南会津町前沢
南会津町前沢(みなみあいづまちまえざわ)は、福島県南会津郡南会津町にある重要伝統的建造物群保存地区。南会津町前沢の一部、約13.3haの範囲である。 概要1907年(明治40年)に集落の建物のほとんどが焼失する大火に遭ったが、周辺地域の大工の手により一斉に再建されたことにより統一的な景観が生まれた[1]。現在でも当時の面影を残す家屋に人々が生活しているのが特徴である。 建物の特徴は、L字に曲がった住まいの曲り家である。

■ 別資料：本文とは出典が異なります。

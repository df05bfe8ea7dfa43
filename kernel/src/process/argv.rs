//! Argument vector marshalling.
//!
//! Layout built on a fresh user stack, lowest address first:
//!
//! ```text
//!   base -> argv[0] .. argv[argc-1], NULL     (word-sized pointers)
//!           "arg0\0" pad "arg1\0" pad ...     (each padded to a word)
//!   top
//! ```
//!
//! Strings are packed downward from the top in reverse order, so
//! `argv[0]`'s string sits just above the pointer array. The initial stack
//! pointer is `base`, which is also the `argv` handed to the program.

use alloc::string::String;
use alloc::vec;
use alloc::vec::Vec;

use crate::error::{Errno, KResult};
use crate::vm::{round_up_word, AddressSpace, UserPtr, WORD_SIZE};

/// Bytes `args` occupy on the stack: padded strings plus the
/// NULL-terminated pointer array.
pub fn required_size<S: AsRef<str>>(args: &[S]) -> usize {
    let strings: usize = args
        .iter()
        .map(|a| round_up_word(a.as_ref().len() + 1))
        .sum();
    strings + (args.len() + 1) * WORD_SIZE
}

/// `E2BIG` if `args` do not fit in `arg_max` bytes.
pub fn check_budget<S: AsRef<str>>(args: &[S], arg_max: usize) -> KResult<()> {
    if required_size(args) > arg_max {
        return Err(Errno::E2BIG);
    }
    Ok(())
}

/// A marshalled argument vector, ready to be copied to a user stack.
#[derive(Debug, Clone, PartialEq, Eq)]
pub struct ArgBlock {
    bytes: Vec<u8>,
    base: UserPtr,
    argc: usize,
}

impl ArgBlock {
    /// Lay out `args` below `stack_top`.
    pub fn build<S: AsRef<str>>(args: &[S], stack_top: UserPtr, arg_max: usize) -> KResult<Self> {
        check_budget(args, arg_max)?;

        let total = required_size(args);
        let top = UserPtr(stack_top.addr() & !(WORD_SIZE as u64 - 1));
        let base = top.sub(total)?;

        let mut block = Self {
            bytes: vec![0; total],
            base,
            argc: args.len(),
        };

        let mut addrs = vec![UserPtr::NULL; args.len()];
        let mut cursor = total;
        for (i, arg) in args.iter().enumerate().rev() {
            let arg = arg.as_ref().as_bytes();
            cursor = cursor
                .checked_sub(round_up_word(arg.len() + 1))
                .ok_or(Errno::E2BIG)?;
            // The NUL and the padding are already zero.
            block.put(cursor, arg)?;
            addrs[i] = base.add(cursor)?;
        }

        for (i, addr) in addrs.iter().enumerate() {
            block.put(i * WORD_SIZE, &addr.addr().to_le_bytes())?;
        }
        // argv[argc] stays NULL.

        Ok(block)
    }

    fn put(&mut self, offset: usize, data: &[u8]) -> KResult<()> {
        let end = offset.checked_add(data.len()).ok_or(Errno::E2BIG)?;
        let slot = self.bytes.get_mut(offset..end).ok_or(Errno::E2BIG)?;
        slot.copy_from_slice(data);
        Ok(())
    }

    /// Argument count.
    pub fn argc(&self) -> usize {
        self.argc
    }

    /// User address of the pointer array.
    pub fn argv(&self) -> UserPtr {
        self.base
    }

    /// Initial stack pointer for the program.
    pub fn stack_pointer(&self) -> UserPtr {
        self.base
    }

    /// Size of the block in bytes.
    pub fn len(&self) -> usize {
        self.bytes.len()
    }

    /// Whether the block is empty (it never is: the NULL terminator is always there).
    pub fn is_empty(&self) -> bool {
        self.bytes.is_empty()
    }

    /// The raw bytes, as they will appear at [`argv`](Self::argv).
    pub fn as_bytes(&self) -> &[u8] {
        &self.bytes
    }

    /// Write the block to `space`.
    pub fn copy_out(&self, space: &mut dyn AddressSpace) -> KResult<()> {
        space.copy_out(&self.bytes, self.base)
    }
}

/// Copy a NULL-terminated argument vector in from user space.
///
/// The marshalled size is tracked while copying, so an oversized vector
/// fails with `E2BIG` without reading past the budget.
pub fn copy_in_argv(space: &dyn AddressSpace, argv: UserPtr, arg_max: usize) -> KResult<Vec<String>> {
    if argv.is_null() || !argv.is_aligned(WORD_SIZE) {
        return Err(Errno::EFAULT);
    }

    let mut args = Vec::new();
    // Terminating NULL.
    let mut used = WORD_SIZE;
    loop {
        let slot = argv.add(args.len() * WORD_SIZE)?;
        let ptr = UserPtr(space.copy_in_word(slot)?);
        if ptr.is_null() {
            return Ok(args);
        }

        used += WORD_SIZE;
        let room = arg_max.checked_sub(used).ok_or(Errno::E2BIG)?;
        let arg = space.copy_in_str(ptr, room).map_err(|e| match e {
            Errno::ENAMETOOLONG => Errno::E2BIG,
            other => other,
        })?;
        used += round_up_word(arg.len() + 1);
        if used > arg_max {
            return Err(Errno::E2BIG);
        }
        args.push(arg);
    }
}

曲り家では、当時の生活に欠かせない大切な牛や馬と人が一緒に生活する構造となっており、手前の突出部が牛や馬、奥の建物が人の生活空間となっている[1]。妻面には明かり取りの窓、梁と貫の木組み、前包の彫刻、狐格子など意匠性の高い造りとなっている。 農業の機械化が進んだ昭和40年代には馬はいなくなったが[2]、曲り家での生活は継続されている。 前沢における保存活動は、1980年(昭和55年)、会津高原たかつえスキー場の調査で村を訪れた東京藝術大学の藤木忠善教授の提言に始まる[2]。1985年(昭和60年)に舘岩村(当時)で環境美化条例が制定され、茅葺屋根の保存が図られた[2]。2000年(平成12年)には手づくり郷土賞受賞。市町村合併を経て、2011年(平成23年)6月20日に重要伝統的建造物群保存地区に選定された[2]。 なお、1980年代に重伝建による保全ではなく自主保全を選んだのは、重伝建による住居への規制を懸念したためであり、その後2006年の市町村合併後に伴って行政からの補助が縮小されたことで、重伝建に踏み切ったとされる[3]。 重要伝統的建造物群保存地区データ地区名称:南会津町前沢 種別:山村集落 選定年月日:2011年6月20日 選定基準:(3)伝統的建造物群及びその周囲の環境が地域的特色を顕著に示しているもの 面積:13.3ha 主な建造物・施設20棟の民家があり、空き家となっている3棟を除き、現役で住民がいる[3]。このほか、移築された町有の曲家2棟がある[3]。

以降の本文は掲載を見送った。